Stored data
::::::::
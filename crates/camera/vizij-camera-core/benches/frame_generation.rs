//! Frame sequencing benchmarks.
//!
//! ```bash
//! cargo bench --package vizij-camera-core --bench frame_generation
//! ```

use criterion::{black_box, criterion_group, criterion_main, BenchmarkId, Criterion, Throughput};
use vizij_camera_core::{
    auto_keyframes, generate_frames, preview, Importance, Keypoint, SceneObject,
};

fn spiral_keypoints(count: usize, duration: f32) -> Vec<Keypoint> {
    (0..count)
        .map(|i| {
            let progress = i as f32 / (count - 1) as f32;
            let angle = progress * std::f32::consts::TAU;
            Keypoint::new(
                progress * duration,
                [angle.cos() * 10.0, 2.0 + progress * 4.0, angle.sin() * 10.0],
                [0.0, 0.0, 0.0],
            )
        })
        .collect()
}

fn bench_generate_frames(c: &mut Criterion) {
    let mut group = c.benchmark_group("generate_frames");
    let duration = 60.0;
    let fps = 30;

    for count in [2usize, 10, 40] {
        let keypoints = spiral_keypoints(count, duration);
        group.throughput(Throughput::Elements((duration as u64) * fps as u64));
        group.bench_with_input(BenchmarkId::from_parameter(count), &keypoints, |b, kps| {
            b.iter(|| generate_frames(black_box(kps), duration, fps, 75.0));
        });
    }
    group.finish();
}

fn bench_preview(c: &mut Criterion) {
    let keypoints = spiral_keypoints(20, 60.0);
    c.bench_function("preview_resolution_30", |b| {
        b.iter(|| preview(black_box(&keypoints), 30));
    });
}

fn bench_auto_keyframes(c: &mut Criterion) {
    let objects: Vec<SceneObject> = (0..200)
        .map(|i| {
            let obj = SceneObject::new(format!("obj{i}"), [i as f32, 0.0, (i % 7) as f32]);
            if i % 50 == 0 {
                obj.with_importance(Importance::High)
            } else {
                obj
            }
        })
        .collect();
    let focus = Default::default();
    c.bench_function("auto_keyframes_200_objects", |b| {
        b.iter(|| auto_keyframes(black_box(&objects), 60.0, &focus));
    });
}

criterion_group!(benches, bench_generate_frames, bench_preview, bench_auto_keyframes);
criterion_main!(benches);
::::::::
-- WHAT NEEDS TO BE DONE --
Return the records above verbatim, in their entirety.

-- YOUR SOLUTION --
filename crates/camera/vizij-camera-core/benches/frame_generation.rs
//! Frame sequencing benchmarks.
//!
//! ```bash
//! cargo bench --package vizij-camera-core --bench frame_generation
//! ```

use criterion::{black_box, criterion_group, criterion_main, BenchmarkId, Criterion, Throughput};
use vizij_camera_core::{
    auto_keyframes, generate_frames, preview, Importance, Keypoint, SceneObject,
};

fn spiral_keypoints(count: usize, duration: f32) -> Vec<Keypoint> {
    (0..count)
        .map(|i| {
            let progress = i as f32 / (count - 1) as f32;
            let angle = progress * std::f32::consts::TAU;
            Keypoint::new(
                progress * duration,
                [angle.cos() * 10.0, 2.0 + progress * 4.0, angle.sin() * 10.0],
                [0.0, 0.0, 0.0],
            )
        })
        .collect()
}

fn bench_generate_frames(c: &mut Criterion) {
    let mut group = c.benchmark_group("generate_frames");
    let duration = 60.0;
    let fps = 30;

    for count in [2usize, 10, 40] {
        let keypoints = spiral_keypoints(count, duration);
        group.throughput(Throughput::Elements((duration as u64) * fps as u64));
        group.bench_with_input(BenchmarkId::from_parameter(count), &keypoints, |b, kps| {
            b.iter(|| generate_frames(black_box(kps), duration, fps, 75.0));
        });
    }
    group.finish();
}

fn bench_preview(c: &mut Criterion) {
    let keypoints = spiral_keypoints(20, 60.0);
    c.bench_function("preview_resolution_30", |b| {
        b.iter(|| preview(black_box(&keypoints), 30));
    });
}

fn bench_auto_keyframes(c: &mut Criterion) {
    let objects: Vec<SceneObject> = (0..200)
        .map(|i| {
            let obj = SceneObject::new(format!("obj{i}"), [i as f32, 0.0, (i % 7) as f32]);
            if i % 50 == 0 {
                obj.with_importance(Importance::High)
            } else {
                obj
            }
        })
        .collect();
    let focus = Default::default();
    c.bench_function("auto_keyframes_200_objects", |b| {
        b.iter(|| auto_keyframes(black_box(&objects), 60.0, &focus));
    });
}

criterion_group!(benches, bench_generate_frames, bench_preview, bench_auto_keyframes);
criterion_main!(benches);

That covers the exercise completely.